Social Media of the Chinese Cultural Revolution, 1968-1978: Communicating Melancholy and Hope after the Political Storm

Monday, October 9, 2017 - 4:00pm
Linderman Library, Room 200
Guobin Yang
Grace Lee Boggs Professor of Communication & Sociology
Annenberg School for Communication & Department of Sociology
University of Pennsylvania
 
The Red Guard Generation in China fell from grace when Mao put an end to the Red Guard movement in 1968 and sent youth of the generation away from cities to become peasants in rural areas. Based on the book The Red Guard Generation and Political Activism in China (2016), this talk argues that youth managed a deep identity crisis by turning private media such as letters and banned books into a means of personal expression and social connection.

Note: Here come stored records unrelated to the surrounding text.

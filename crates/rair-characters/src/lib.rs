//! Character state, combat resolution, and the effect lifecycle engine.
//!
//! Everything in this crate is synchronous and free of I/O. A world
//! instance owns [`Character`] values and drives them through the
//! functions exposed here; nothing in this crate ever reaches another
//! character directly. Effects that need to touch someone else push a
//! [`WorldCommand`] onto the [`Outbox`] and the world applies it after the
//! current step.
//!
//! # Modules
//!
//! - [`character`] -- Character runtime state, action queue, combat snapshots
//! - [`stats`] -- Base and bonus stat blocks
//! - [`pool`] -- Clamped resource pools (health, mana)
//! - [`dice`] -- Dice rolling
//! - [`combat`] -- The combat resolver
//! - [`skills`] -- Directly used skills (attack, combust, cure)
//! - [`effects`] -- Effect lifecycle, registry, catalog, and concrete effects
//! - [`error`] -- Error types
//!
//! [`Character`]: character::Character
//! [`WorldCommand`]: effects::WorldCommand
//! [`Outbox`]: effects::Outbox

pub mod character;
pub mod combat;
pub mod dice;
pub mod effects;
pub mod error;
pub mod pool;
pub mod skills;
pub mod stats;

pub use character::{ActionQueue, Character, CharacterCore, CombatantSnapshot, QueueOverflow, Roster};
pub use error::{CastRejection, CharacterError};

This history has far-reaching implications for understanding media, community, and solidarity in times of dejection.
 
Guobin Yang is the Grace Lee Boggs Professor of Communication and Sociology at the Annenberg School for Communication and Department of Sociology at the University of Pennsylvania, where he is also a faculty in the Graduate Group of East Asian Languages and Civilizations. He is the author of The Red Guard Generation and Political Activism in China (2016) and The Power of the Internet in China: Citizen Activism Online (2009). His Dragon-Carving and the Literary Mind (2003) is an annotated English translation of the 6th-century Chinese classic of rhetoric and literary theory Wenxin Diaolong.